Took my yarn to the knitting group today - had too many things to do, getting wool and patterns for the other ladies, 4 new members. Carried my yarn back home, Had a nap - 2 hours, and started my Alexandra shawl. Now I'm checking out the new forum for to-day


----------



## Cindy M (Sep 5, 2011)

patti de carteret said:


> what type of yarn did you use for this adorable baby sweater?
> patti


Are you talking about mine? This was (Jo-Ann Fabric and Crafts) Sensations Rainbow Classics brushed bulky acrylic in Bright Baby Pastels shade. Was trying to take pics with a webcam so the quality's not that good.
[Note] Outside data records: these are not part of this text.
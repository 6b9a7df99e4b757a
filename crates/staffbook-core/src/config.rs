//! Application configuration management.
//!
//! Configuration is stored at `~/.config/staffbook/config.json` and is
//! optional. The only setting is the base URL of the employee collection,
//! which the `STAFFBOOK_API_URL` environment variable overrides.

use std::path::{Path, PathBuf};

use anyhow::{Context, Result};
use serde::Deserialize;

/// Application name used for config/cache directory paths
pub const APP_NAME: &str = "staffbook";

/// Config file name
const CONFIG_FILE: &str = "config.json";

/// Environment variable that overrides the configured base URL
pub const API_URL_ENV: &str = "STAFFBOOK_API_URL";

/// Collection used when nothing else is configured
pub const DEFAULT_API_BASE_URL: &str =
    "https://67c5664dc4649b9551b680c7.mockapi.io/api/patient-reg/user";

#[derive(Debug, Clone, Deserialize, Default, PartialEq)]
pub struct Config {
    #[serde(default)]
    pub api_base_url: Option<String>,
}

impl Config {
    /// Load from the user config directory. A missing file gives defaults.
    pub fn load() -> Result<Self> {
        Self::load_from(&Self::config_path()?)
    }

    pub fn load_from(path: &Path) -> Result<Self> {
        if !path.exists() {
            return Ok(Self::default());
        }
        let contents = std::fs::read_to_string(path)
            .with_context(|| format!("Failed to read config file: {}", path.display()))?;
        serde_json::from_str(&contents)
            .with_context(|| format!("Failed to parse config file: {}", path.display()))
    }

    fn config_path() -> Result<PathBuf> {
        let config_dir = dirs::config_dir()
            .ok_or_else(|| anyhow::anyhow!("Could not find config directory"))?;
        Ok(config_dir.join(APP_NAME).join(CONFIG_FILE))
    }

    /// Base URL of the employee collection, from the environment, then
    /// this config, then the built-in default.
    pub fn base_url(&self) -> String {
        self.resolve_base_url(std::env::var(API_URL_ENV).ok())
    }

    fn resolve_base_url(&self, env_value: Option<String>) -> String {
        env_value
            .into_iter()
            .chain(self.api_base_url.clone())
            .map(|url| url.trim().to_string())
            .find(|url| !url.is_empty())
            .unwrap_or_else(|| DEFAULT_API_BASE_URL.to_string())
    }

    /// Directory holding the local cache slots and the log file.
    pub fn cache_dir(&self) -> PathBuf {
        dirs::cache_dir()
            .map(|dir| dir.join(APP_NAME))
            .unwrap_or_else(|| PathBuf::from("cache"))
    }
}

#[cfg(test)]
mod tests {
    use super::*;

    #[test]
    fn test_default_base_url() {
        let config = Config::default();
        assert_eq!(config.resolve_base_url(None), DEFAULT_API_BASE_URL);
    }

    #[test]
    fn test_config_overrides_default() {
        let config = Config {
            api_base_url: Some("http://localhost:3000/employees".to_string()),
        };
        assert_eq!(config.resolve_base_url(None), "http://localhost:3000/employees");
    }

    #[test]
    fn test_env_overrides_config() {
        let config = Config {
            api_base_url: Some("http://localhost:3000/employees".to_string()),
        };
        assert_eq!(
            config.resolve_base_url(Some("http://staging/employees".to_string())),
            "http://staging/employees"
        );
    }

    #[test]
    fn test_blank_values_are_skipped() {
        let config = Config {
            api_base_url: Some("  ".to_string()),
        };
        assert_eq!(config.resolve_base_url(Some(String::new())), DEFAULT_API_BASE_URL);
    }

    #[test]
    fn test_load_from_file() {
        let dir = tempfile::tempdir().expect("tempdir");
        let path = dir.path().join(CONFIG_FILE);

        assert_eq!(Config::load_from(&path).expect("missing file"), Config::default());

        std::fs::write(&path, r#"{"api_base_url": "http://localhost:3000/employees"}"#).expect("write");
        let config = Config::load_from(&path).expect("load");
        assert_eq!(config.api_base_url.as_deref(), Some("http://localhost:3000/employees"));
    }

    #[test]
    fn test_corrupt_config_is_an_error() {
        let dir = tempfile::tempdir().expect("tempdir");
        let path = dir.path().join(CONFIG_FILE);
        std::fs::write(&path, "{not json").expect("write");
        assert!(Config::load_from(&path).is_err());
    }
}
Here's a closeup of the colors. Loved this yarn! The self striping in this is awesome.


----------



## Karena (Jul 3, 2011)

I have admired that yarn at JoAnn's may times. No little ones to knit for, so when I learn how, I must do some for charity. 
Such lovely soft colors. Geat Job!
Karen


----------



## Rhonda-may (Feb 15, 2012)

Hi Elizabeth
There is a knit world in Dunedin, Wellington and Lower Hutt, I manage to visit all three. There was also a wool shop I dont know the name but it's about 800 metres walk from the cruise ship terminal in Taurang. I only bought wool that was from NZ they stocked other more common brands you can buy at spotlight. The Knit World store in Lower Hutt distributes email orders.
Hope this is some help.
Rhonda


----------



## Cindy M (Sep 5, 2011)

Snappy25 said: What pattern is that? Is it knit top down in one piece?

It's knit top down and the last thing is picking up stitches to do the hood. This is my own pattern. Not really written down. I'm starting to get more into designing but I don't do anything fancy.


----------



## juanitah03 (Nov 8, 2011)

Well I finished a washcloth, finished a scrubbie, started and almost finished with dishcloth. The washcloth is part of a group of washcloths that is going to a missionary in Africa for children there. It is through a friend's church. She has made more than I have but I am working on them. The dish/washcloths are my go to items for mindless knitting for groups or meetings since I don't have to think about them too much. Scrubbies are the same way since I have memorized the pattern.


----------



## Knitaddict (Feb 16, 2012)

duckie43 said:


> storms passed me but hit pretty cloce


Me too. Spent some time with neighbors in their basement... It turned into a pajama party!


----------



## Billings (Dec 29, 2011)

Am patiently waiting for spring to arrive here in the Pacific NW! Running errands today, not enuf time for knitting, DARN. Just one row done on my afghan> Hopefully more "stitchin" time tomorrow.


----------



## deescrafty (Nov 18, 2011)

I'm knitting the scarf for my swap, should finish tomorrow so I can get it off Monday. Had to frog a bit of it back because I wasn't paying attention (distracted by my cat playing with new toy)!


----------



## Chayjan (Oct 4, 2011)

ylostn said:


> There are two projects looking at me...finishing up a bunny rabbit and half way done with a sweater for ME! Waiting on a storm that is to hit around here in a few hours...in Illinois!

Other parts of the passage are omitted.